Husmann, Mathias

Trio/Fünf Humoresken/Fantasie und Capriccio/Fantasie

Rubrik: CDs
Verlag/Label: Klangvision 3104
erschienen in: das Orchester 10/2013 , Seite 78

„Wenn das, was du zu sagen hast, nicht schöner ist als die Stille, dann schweig.“ Dieses Gebot des kürzlich in biblischem Alter verstorbenen Henri Dutilleux könnte auch eine Maxime des Komponisten, Dirigenten und Liedbegleiters Mathias Husmann sein. Den Leiden der Welt, den Wunden, die Menschen einander unaufhörlich schlagen, eine „stachlige“ Musik entgegenzusetzen (wie Adorno es forderte), kommt für ihn nicht in Betracht.
Als Sohn einer Klavierprofessorin und eines Bildkünstlers in Hamburg aufgewachsen, lernte der vielseitige Musiker hier sein solides Handwerk. Sein Kompositionslehrer war Ernst Gernot Klussmann, der den Ruf genoss, Richard Strauss habe ihm die Ausarbeitung der Klavierauszüge seiner späten Opern anvertraut. In seinen Sinfonien, Konzerten, Kammermusiken und Vokalwerken erstrebte er eine „bis zum Äußersten differenzierte Klanglichkeit und absolute Polyphonie“, wobei er am klassischen Ideal melodischer Stimmführung festhielt. Tugenden, die bei seinem späten Schüler auf fruchtbaren Boden fielen. Wie dessen im März 2009 in Stralsund uraufgeführte Sibelius-Oper Zugvögel, die eine Wiederaufführung verdiente, eindrucksvoll bezeugte (vgl. das Orchester 5/09, S. 60), birgt die Musikgeschichte inspirative Kraftquellen, die längst noch nicht ausgeglüht sind. Sofern Traditionsbindung – nach Mahlers trefflichem Aperçu – nicht Anbetung der Asche ist, sondern Weitergabe des Feuers. Solch inneres Brennen ist dem Trio für Violine, Violoncello und Klavier anzumerken, das Husmann seiner Mutter Adelheid Zur 1982 zum 70. Wiegenfest widmete. Das 2009 überarbeitete, fast halbstündige, klangüppige Opus entfaltet einen (in eigener Weise) tonalen Kosmos, der Zeitnähe mit ästhetischer Bodenhaftung verbindet – wahlverwandt mit Maurice Ravel, Paul Hindemith oder auch Jean Sibelius. Die Titel der vier Sätze, die eine musikalische Substanzgemeinschaft eint, sprechen für sich selbst. Die einleitende Fantasie gibt sich mal locker rezitierend, mal liedhaft, auch wohl wie ein Kondukt. Es folgen ein partikelstöberndes Scherzo, eine getragene Elegie und eine rumpelstilzchenartige Burleske. Formal ähnelt das Ganze einer Suite: die Fantasie als Präludium, die drei Charakterstücke als Tanzsätze mit da capo. Für das Berlin Trio eine Wonne.

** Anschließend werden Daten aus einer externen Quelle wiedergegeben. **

//! Custom JSON extractor that returns errors as JSON

use axum::{
    extract::{FromRequest, Request},
    http::StatusCode,
    response::{IntoResponse, Response},
    Json as AxumJson,
};
use serde::de::DeserializeOwned;

use super::error::ApiError;

/// `axum::Json` whose rejections use the API error payload
#[derive(Debug, Clone, Copy, Default)]
pub struct Json<T>(pub T);

impl<T> Json<T> {
    /// Consume the extractor and return the inner value
    pub fn into_inner(self) -> T {
        self.0
    }
}

impl<T> std::ops::Deref for Json<T> {
    type Target = T;

    fn deref(&self) -> &Self::Target {
        &self.0
    }
}

impl<T> std::ops::DerefMut for Json<T> {
    fn deref_mut(&mut self) -> &mut Self::Target {
        &mut self.0
    }
}

/// JSON rejection error that returns API error format
#[derive(Debug)]
pub struct JsonRejection {
    status: StatusCode,
    message: String,
}

impl IntoResponse for JsonRejection {
    fn into_response(self) -> Response {
        ApiError::new(self.status, "validation", self.message).into_response()
    }
}

impl<S, T> FromRequest<S> for Json<T>
where
    T: DeserializeOwned,
    S: Send + Sync,
{
    type Rejection = JsonRejection;

    async fn from_request(req: Request, state: &S) -> Result<Self, Self::Rejection> {
        match AxumJson::<T>::from_request(req, state).await {
            Ok(AxumJson(value)) => Ok(Json(value)),
            Err(rejection) => {
                let message = format_rejection_message(&rejection);
                let status = rejection.status();

                Err(JsonRejection { status, message })
            }
        }
    }
}

/// Format the rejection message to be more user-friendly
fn format_rejection_message(rejection: &axum::extract::rejection::JsonRejection) -> String {
    use axum::extract::rejection::JsonRejection::*;

    match rejection {
        JsonDataError(err) => {
            // Extract the serde error message which contains field info
            let msg = err.body_text();
            format!("Invalid JSON data: {}", msg)
        }
        JsonSyntaxError(err) => {
            format!("Invalid JSON syntax: {}", err.body_text())
        }
        MissingJsonContentType(_) => {
            "Missing Content-Type header. Expected 'application/json'.".to_string()
        }
        BytesRejection(err) => {
            format!("Failed to read request body: {}", err.body_text())
        }
        _ => "Invalid JSON request".to_string(),
    }
}

impl<T> IntoResponse for Json<T>
where
    T: serde::Serialize,
{
    fn into_response(self) -> Response {
        AxumJson(self.0).into_response()
    }
}

impl<T> From<T> for Json<T> {
    fn from(value: T) -> Self {
        Json(value)
    }
}

#[cfg(test)]
mod tests {
    use super::*;
    use axum::body::{to_bytes, Body};
    use serde::Deserialize;

    #[derive(Debug, Deserialize)]
    struct Question {
        question: String,
    }

    #[tokio::test]
    async fn test_json_rejection_uses_error_payload() {
        let rejection = JsonRejection {
            status: StatusCode::UNPROCESSABLE_ENTITY,
            message: "Invalid JSON data: missing field `question`".to_string(),
        };

        let response = rejection.into_response();
        assert_eq!(response.status(), StatusCode::UNPROCESSABLE_ENTITY);

        let body = to_bytes(response.into_body(), usize::MAX).await.unwrap();
        let json: serde_json::Value = serde_json::from_slice(&body).unwrap();
        assert_eq!(json["error"]["kind"], "validation");
    }

    #[tokio::test]
    async fn test_extracts_valid_body() {
        let request = axum::http::Request::builder()
            .header("content-type", "application/json")
            .body(Body::from(r#"{"question":"pump?"}"#))
            .unwrap();

        let Json(body) = Json::<Question>::from_request(request, &()).await.unwrap();
        assert_eq!(body.question, "pump?");
    }

    #[tokio::test]
    async fn test_missing_content_type_is_rejected() {
        let request = axum::http::Request::builder()
            .body(Body::from(r#"{"question":"pump?"}"#))
            .unwrap();

        let rejection = Json::<Question>::from_request(request, &()).await.unwrap_err();
        assert_eq!(rejection.status, StatusCode::UNSUPPORTED_MEDIA_TYPE);
        assert!(rejection.message.contains("Content-Type"));
    }

    #[test]
    fn test_json_deref() {
        let json = Json("hello".to_string());
        assert_eq!(*json, "hello");
    }

    #[test]
    fn test_json_into_inner() {
        let json = Json(42);
        assert_eq!(json.into_inner(), 42);
    }
}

Die Fünf Humoresken für Violine und Violoncello, 2008/09 den Solisten des Schleswig-Holsteinischen Sinfonieorchesters Flensburg zugedacht, führen in eine strengere Stilwelt: geistreiche Miniaturen, die der flotten Gangart des Allegros unterschiedliche Charaktere abgewinnen: giusto, giocoso, severo, leggiero und furioso. In der Beschränkung zeigt sich erst der Meister!

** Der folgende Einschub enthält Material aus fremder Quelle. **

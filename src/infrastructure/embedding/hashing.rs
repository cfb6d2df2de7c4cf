//! Offline embedder based on feature hashing
//!
//! Each lowercase alphanumeric token, and each pair of adjacent tokens, is hashed
//! (FNV-1a) into one of `dimensions` buckets with a hash-derived sign. The result is
//! L2-normalised. No model download is needed, which makes it useful for tests and
//! air-gapped setups; retrieval quality is lexical rather than semantic.

use async_trait::async_trait;

use crate::domain::embedding::{normalize, Embedding, EmbeddingProvider};
use crate::domain::DomainError;

pub const DEFAULT_HASHING_DIMENSIONS: usize = 384;

const FNV_OFFSET: u64 = 0xcbf2_9ce4_8422_2325;
const FNV_PRIME: u64 = 0x0100_0000_01b3;

#[derive(Debug, Clone)]
pub struct HashingEmbeddingProvider {
    dimensions: usize,
    model: String,
}

impl HashingEmbeddingProvider {
    pub fn new(dimensions: usize) -> Result<Self, DomainError> {
        if dimensions == 0 {
            return Err(DomainError::configuration(
                "hashing embedder needs at least one dimension",
            ));
        }

        Ok(Self {
            dimensions,
            model: format!("hashing-{}", dimensions),
        })
    }

    fn vectorize(&self, text: &str) -> Vec<f32> {
        let tokens: Vec<String> = text
            .split(|c: char| !c.is_alphanumeric())
            .filter(|t| !t.is_empty())
            .map(str::to_lowercase)
            .collect();

        let mut vector = vec![0.0f32; self.dimensions];

        for token in &tokens {
            self.add_feature(&mut vector, token.as_bytes(), 1.0);
        }

        for pair in tokens.windows(2) {
            let joined = format!("{} {}", pair[0], pair[1]);
            self.add_feature(&mut vector, joined.as_bytes(), 0.5);
        }

        normalize(&mut vector);
        vector
    }

    fn add_feature(&self, vector: &mut [f32], feature: &[u8], weight: f32) {
        let hash = fnv1a(feature);
        let bucket = (hash % self.dimensions as u64) as usize;
        let sign = if (hash >> 63) == 0 { 1.0 } else { -1.0 };
        vector[bucket] += sign * weight;
    }
}

fn fnv1a(bytes: &[u8]) -> u64 {
    bytes.iter().fold(FNV_OFFSET, |hash, b| {
        (hash ^ u64::from(*b)).wrapping_mul(FNV_PRIME)
    })
}

#[async_trait]
impl EmbeddingProvider for HashingEmbeddingProvider {
    async fn embed_batch(&self, texts: &[String]) -> Result<Vec<Embedding>, DomainError> {
        Ok(texts
            .iter()
            .map(|text| Embedding::new(self.vectorize(text)))
            .collect())
    }

    fn provider_name(&self) -> &'static str {
        "hashing"
    }

    fn model_name(&self) -> &str {
        &self.model
    }

    fn dimensions(&self) -> Option<usize> {
        Some(self.dimensions)
    }
}

#[cfg(test)]
mod tests {
    use super::*;
    use crate::domain::embedding::{cosine_similarity, l2_norm};

    #[test]
    fn test_fnv1a_known_value() {
        assert_eq!(fnv1a(b""), FNV_OFFSET);
        assert_eq!(fnv1a(b"a"), 0xaf63_dc4c_8601_ec8c);
    }

    #[tokio::test]
    async fn test_deterministic_and_normalised() {
        let provider = HashingEmbeddingProvider::new(128).unwrap();

        let a = provider.embed("The pump runs at 40 bar").await.unwrap();
        let b = provider.embed("The pump runs at 40 bar").await.unwrap();

        assert_eq!(a, b);
        assert_eq!(a.dimensions(), 128);
        assert!((l2_norm(a.vector()) - 1.0).abs() < 1e-5);
    }

    #[tokio::test]
    async fn test_case_and_punctuation_insensitive() {
        let provider = HashingEmbeddingProvider::new(64).unwrap();

        let a = provider.embed("Hello, World!").await.unwrap();
        let b = provider.embed("hello world").await.unwrap();

        assert_eq!(a, b);
    }

    #[tokio::test]
    async fn test_overlapping_text_scores_higher() {
        let provider = HashingEmbeddingProvider::new(DEFAULT_HASHING_DIMENSIONS).unwrap();
        let texts = vec![
            "maintenance interval for the hydraulic pump".to_string(),
            "pump maintenance interval".to_string(),
            "quarterly revenue grew in europe".to_string(),
        ];

        let vectors = provider.embed_batch(&texts).await.unwrap();
        let related = cosine_similarity(vectors[0].vector(), vectors[1].vector());
        let unrelated = cosine_similarity(vectors[0].vector(), vectors[2].vector());

        assert!(related > unrelated);
        assert_eq!(provider.model_name(), "hashing-384");
    }

    #[tokio::test]
    async fn test_empty_text_is_zero_vector() {
        let provider = HashingEmbeddingProvider::new(16).unwrap();
        let e = provider.embed("  ").await.unwrap();
        assert!(e.vector().iter().all(|x| *x == 0.0));
    }

    #[test]
    fn test_zero_dimensions_rejected() {
        assert!(HashingEmbeddingProvider::new(0).is_err());
    }
}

Die hohe Kunst des ableitenden und abwandelnden Motivspiels in realer Zwei- oder gar Dreistimmigkeit triumphiert in dem Diptychon Fantasie und Capriccio concertant für Violine solo (1998) – ein Epitaph für den jüdischen Geiger Max Kayser, das Christiane Edinger in all seiner kontrapunktischen und rhythmischen Kombinatorik randscharf ausstanzt und erhellt. Dem Prinzip des „alles aus einem“ huldigt auch die Fantasie für Violincello solo (2007): ein „Bäumchen wechsle dich“ cellistischer Spielund Ausdrucksarten, die Lluís Claret mit Hautgout auf den Punkt bringt.